Exercise requirements. Lift out each line of the data that holds "Bori".

Data for this exercise.
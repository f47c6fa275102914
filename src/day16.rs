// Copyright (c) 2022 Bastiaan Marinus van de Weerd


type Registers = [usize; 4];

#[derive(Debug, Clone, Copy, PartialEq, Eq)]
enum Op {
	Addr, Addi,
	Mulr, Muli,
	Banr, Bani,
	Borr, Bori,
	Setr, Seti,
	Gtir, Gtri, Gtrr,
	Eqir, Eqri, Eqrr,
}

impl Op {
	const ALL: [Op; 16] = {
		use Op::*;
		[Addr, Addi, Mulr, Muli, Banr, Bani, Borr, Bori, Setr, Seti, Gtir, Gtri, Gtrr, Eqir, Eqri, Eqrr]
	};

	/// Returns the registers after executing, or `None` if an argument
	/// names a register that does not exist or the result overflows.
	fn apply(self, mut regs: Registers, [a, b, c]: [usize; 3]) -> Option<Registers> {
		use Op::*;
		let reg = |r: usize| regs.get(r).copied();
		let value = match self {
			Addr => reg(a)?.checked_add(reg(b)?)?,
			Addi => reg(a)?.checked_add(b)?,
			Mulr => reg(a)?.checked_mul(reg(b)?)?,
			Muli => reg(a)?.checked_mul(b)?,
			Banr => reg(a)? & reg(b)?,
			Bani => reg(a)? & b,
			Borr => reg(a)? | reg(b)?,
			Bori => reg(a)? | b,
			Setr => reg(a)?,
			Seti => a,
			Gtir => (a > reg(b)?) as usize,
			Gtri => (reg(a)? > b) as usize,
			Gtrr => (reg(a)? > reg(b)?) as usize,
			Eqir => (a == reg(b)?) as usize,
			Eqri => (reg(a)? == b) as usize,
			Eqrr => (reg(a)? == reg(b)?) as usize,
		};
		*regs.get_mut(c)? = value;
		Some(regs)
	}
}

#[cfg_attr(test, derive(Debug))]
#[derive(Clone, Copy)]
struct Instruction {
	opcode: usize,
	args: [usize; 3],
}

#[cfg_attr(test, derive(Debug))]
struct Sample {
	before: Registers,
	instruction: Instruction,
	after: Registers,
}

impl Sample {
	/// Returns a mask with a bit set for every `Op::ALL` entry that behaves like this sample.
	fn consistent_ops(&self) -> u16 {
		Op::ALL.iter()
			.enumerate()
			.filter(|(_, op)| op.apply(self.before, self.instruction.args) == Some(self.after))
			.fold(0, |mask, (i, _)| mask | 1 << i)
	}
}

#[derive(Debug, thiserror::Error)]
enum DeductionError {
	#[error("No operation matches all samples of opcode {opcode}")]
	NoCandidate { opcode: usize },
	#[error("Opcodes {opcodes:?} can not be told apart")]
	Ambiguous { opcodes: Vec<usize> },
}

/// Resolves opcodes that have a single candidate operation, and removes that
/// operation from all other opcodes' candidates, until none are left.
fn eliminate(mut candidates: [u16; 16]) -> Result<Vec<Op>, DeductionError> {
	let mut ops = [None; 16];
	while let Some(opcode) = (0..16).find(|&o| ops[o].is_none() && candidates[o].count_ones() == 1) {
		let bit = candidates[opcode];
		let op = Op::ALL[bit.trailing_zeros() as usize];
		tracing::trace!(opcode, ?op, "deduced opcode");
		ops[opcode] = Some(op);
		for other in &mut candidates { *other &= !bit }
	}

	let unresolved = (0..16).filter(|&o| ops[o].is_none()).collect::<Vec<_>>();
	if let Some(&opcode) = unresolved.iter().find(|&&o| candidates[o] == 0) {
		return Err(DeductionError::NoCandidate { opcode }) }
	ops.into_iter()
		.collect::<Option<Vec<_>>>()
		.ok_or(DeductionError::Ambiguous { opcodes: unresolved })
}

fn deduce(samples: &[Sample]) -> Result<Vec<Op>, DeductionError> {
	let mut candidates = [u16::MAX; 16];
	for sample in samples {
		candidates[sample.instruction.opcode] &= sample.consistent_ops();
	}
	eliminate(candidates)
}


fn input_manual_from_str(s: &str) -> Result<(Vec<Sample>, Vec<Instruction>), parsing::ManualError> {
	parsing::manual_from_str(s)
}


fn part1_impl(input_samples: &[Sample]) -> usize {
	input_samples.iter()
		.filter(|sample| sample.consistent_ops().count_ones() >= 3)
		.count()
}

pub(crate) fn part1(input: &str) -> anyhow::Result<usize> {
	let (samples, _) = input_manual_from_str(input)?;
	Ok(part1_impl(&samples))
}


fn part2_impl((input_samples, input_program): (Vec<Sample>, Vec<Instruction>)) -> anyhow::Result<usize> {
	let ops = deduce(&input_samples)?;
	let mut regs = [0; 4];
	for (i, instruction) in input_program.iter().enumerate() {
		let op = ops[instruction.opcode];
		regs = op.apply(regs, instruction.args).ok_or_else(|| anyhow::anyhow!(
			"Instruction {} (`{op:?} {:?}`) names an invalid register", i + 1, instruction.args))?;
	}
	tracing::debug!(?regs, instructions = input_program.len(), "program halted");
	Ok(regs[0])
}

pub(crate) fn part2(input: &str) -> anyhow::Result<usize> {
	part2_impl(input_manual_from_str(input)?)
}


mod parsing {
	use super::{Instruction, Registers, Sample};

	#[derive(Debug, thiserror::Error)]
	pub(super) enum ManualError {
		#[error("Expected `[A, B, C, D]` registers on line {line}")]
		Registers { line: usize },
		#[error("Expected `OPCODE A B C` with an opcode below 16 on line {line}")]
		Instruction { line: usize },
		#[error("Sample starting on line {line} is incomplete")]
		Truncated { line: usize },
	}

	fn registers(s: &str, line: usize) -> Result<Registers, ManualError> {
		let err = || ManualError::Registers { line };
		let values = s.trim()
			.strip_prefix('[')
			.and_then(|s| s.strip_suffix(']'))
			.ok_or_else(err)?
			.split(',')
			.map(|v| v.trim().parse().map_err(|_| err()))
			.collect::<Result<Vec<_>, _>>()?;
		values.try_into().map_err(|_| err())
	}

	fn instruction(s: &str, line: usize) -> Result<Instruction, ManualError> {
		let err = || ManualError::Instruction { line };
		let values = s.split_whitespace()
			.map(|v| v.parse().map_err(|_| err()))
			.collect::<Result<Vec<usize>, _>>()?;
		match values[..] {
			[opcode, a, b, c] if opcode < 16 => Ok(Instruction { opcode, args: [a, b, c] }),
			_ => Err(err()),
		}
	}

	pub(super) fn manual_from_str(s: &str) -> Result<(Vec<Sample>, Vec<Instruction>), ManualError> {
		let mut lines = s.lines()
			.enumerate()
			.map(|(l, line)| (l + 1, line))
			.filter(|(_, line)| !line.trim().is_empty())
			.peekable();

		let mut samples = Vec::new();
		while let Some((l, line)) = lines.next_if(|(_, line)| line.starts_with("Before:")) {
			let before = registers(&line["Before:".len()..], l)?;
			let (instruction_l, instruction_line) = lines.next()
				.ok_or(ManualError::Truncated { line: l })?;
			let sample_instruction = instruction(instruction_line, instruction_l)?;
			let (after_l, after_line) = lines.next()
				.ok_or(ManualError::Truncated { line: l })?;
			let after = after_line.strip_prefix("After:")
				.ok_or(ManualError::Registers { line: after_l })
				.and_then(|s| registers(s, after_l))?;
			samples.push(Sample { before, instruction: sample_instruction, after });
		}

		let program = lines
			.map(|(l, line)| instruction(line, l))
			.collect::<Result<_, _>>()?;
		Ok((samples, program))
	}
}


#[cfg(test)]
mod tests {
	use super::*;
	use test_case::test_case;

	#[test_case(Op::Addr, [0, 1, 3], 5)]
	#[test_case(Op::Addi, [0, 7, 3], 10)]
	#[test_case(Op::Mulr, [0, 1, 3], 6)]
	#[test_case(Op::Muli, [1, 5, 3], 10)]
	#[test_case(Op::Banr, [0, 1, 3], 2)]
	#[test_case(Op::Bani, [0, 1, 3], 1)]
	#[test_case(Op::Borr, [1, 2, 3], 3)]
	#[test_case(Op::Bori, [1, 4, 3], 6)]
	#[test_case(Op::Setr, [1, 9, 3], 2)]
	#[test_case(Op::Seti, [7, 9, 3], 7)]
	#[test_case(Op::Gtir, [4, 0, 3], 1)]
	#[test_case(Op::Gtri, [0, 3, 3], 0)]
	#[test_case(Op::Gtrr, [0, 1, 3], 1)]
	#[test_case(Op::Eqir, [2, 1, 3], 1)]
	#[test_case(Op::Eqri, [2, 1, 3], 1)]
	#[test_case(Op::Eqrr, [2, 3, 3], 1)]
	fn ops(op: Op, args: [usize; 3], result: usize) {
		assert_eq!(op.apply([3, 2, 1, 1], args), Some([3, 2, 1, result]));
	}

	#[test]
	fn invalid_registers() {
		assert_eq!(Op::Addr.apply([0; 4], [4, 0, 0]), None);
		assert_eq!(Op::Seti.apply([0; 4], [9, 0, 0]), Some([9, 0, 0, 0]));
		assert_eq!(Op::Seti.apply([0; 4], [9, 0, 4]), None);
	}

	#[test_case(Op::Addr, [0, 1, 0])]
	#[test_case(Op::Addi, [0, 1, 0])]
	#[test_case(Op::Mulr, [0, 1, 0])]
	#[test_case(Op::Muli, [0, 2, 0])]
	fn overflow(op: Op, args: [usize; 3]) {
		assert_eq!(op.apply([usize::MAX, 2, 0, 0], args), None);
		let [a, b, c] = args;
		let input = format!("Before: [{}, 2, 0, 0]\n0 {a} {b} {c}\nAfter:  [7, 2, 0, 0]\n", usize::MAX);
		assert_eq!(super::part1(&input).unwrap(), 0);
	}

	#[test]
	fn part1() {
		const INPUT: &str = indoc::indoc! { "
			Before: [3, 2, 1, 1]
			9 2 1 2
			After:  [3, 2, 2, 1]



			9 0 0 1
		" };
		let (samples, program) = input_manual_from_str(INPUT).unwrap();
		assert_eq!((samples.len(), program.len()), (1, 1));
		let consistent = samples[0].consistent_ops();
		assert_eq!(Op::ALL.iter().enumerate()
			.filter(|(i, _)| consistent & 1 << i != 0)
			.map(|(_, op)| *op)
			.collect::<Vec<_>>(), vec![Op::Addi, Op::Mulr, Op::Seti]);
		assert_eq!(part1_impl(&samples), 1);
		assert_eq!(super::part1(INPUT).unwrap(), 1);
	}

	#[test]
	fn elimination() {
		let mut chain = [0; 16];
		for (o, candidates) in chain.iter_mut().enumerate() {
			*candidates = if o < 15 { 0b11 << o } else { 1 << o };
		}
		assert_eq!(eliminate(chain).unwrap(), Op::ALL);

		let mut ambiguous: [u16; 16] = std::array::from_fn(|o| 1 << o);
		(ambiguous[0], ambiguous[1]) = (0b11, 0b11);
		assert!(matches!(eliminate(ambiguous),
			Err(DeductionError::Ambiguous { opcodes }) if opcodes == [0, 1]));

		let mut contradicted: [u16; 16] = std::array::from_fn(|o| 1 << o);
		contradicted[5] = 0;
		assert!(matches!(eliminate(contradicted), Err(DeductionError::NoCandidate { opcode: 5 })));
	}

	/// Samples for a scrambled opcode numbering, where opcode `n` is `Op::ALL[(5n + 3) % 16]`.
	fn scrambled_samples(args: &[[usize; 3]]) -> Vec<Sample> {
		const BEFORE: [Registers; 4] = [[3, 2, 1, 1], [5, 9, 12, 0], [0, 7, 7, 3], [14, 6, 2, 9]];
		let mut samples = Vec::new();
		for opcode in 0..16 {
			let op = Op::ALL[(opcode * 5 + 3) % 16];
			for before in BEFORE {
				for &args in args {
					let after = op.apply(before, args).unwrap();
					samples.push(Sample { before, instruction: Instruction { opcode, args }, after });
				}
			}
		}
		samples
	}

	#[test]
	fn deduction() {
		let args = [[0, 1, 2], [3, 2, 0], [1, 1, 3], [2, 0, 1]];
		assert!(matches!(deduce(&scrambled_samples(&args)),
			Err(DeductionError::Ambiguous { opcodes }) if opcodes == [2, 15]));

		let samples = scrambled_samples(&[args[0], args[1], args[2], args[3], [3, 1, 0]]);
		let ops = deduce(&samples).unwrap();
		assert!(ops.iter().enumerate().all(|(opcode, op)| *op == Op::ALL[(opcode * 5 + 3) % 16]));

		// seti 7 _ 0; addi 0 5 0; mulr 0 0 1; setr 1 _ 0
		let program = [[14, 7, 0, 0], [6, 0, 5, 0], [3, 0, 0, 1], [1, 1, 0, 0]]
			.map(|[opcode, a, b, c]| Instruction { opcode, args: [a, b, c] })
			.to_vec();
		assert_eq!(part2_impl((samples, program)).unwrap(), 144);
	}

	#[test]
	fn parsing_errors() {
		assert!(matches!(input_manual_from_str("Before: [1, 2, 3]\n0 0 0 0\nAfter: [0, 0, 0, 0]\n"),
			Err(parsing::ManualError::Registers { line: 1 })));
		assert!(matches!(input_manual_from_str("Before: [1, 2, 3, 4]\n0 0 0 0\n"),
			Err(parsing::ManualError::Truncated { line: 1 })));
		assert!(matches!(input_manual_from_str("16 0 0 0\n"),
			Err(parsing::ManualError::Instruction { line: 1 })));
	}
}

Result for this task.
	Borr, Bori,
		[Addr, Addi, Mulr, Muli, Banr, Bani, Borr, Bori, Setr, Seti, Gtir, Gtri, Gtrr, Eqir, Eqri, Eqrr]
			Bori => reg(a)? | b,
	#[test_case(Op::Bori, [1, 4, 3], 6)]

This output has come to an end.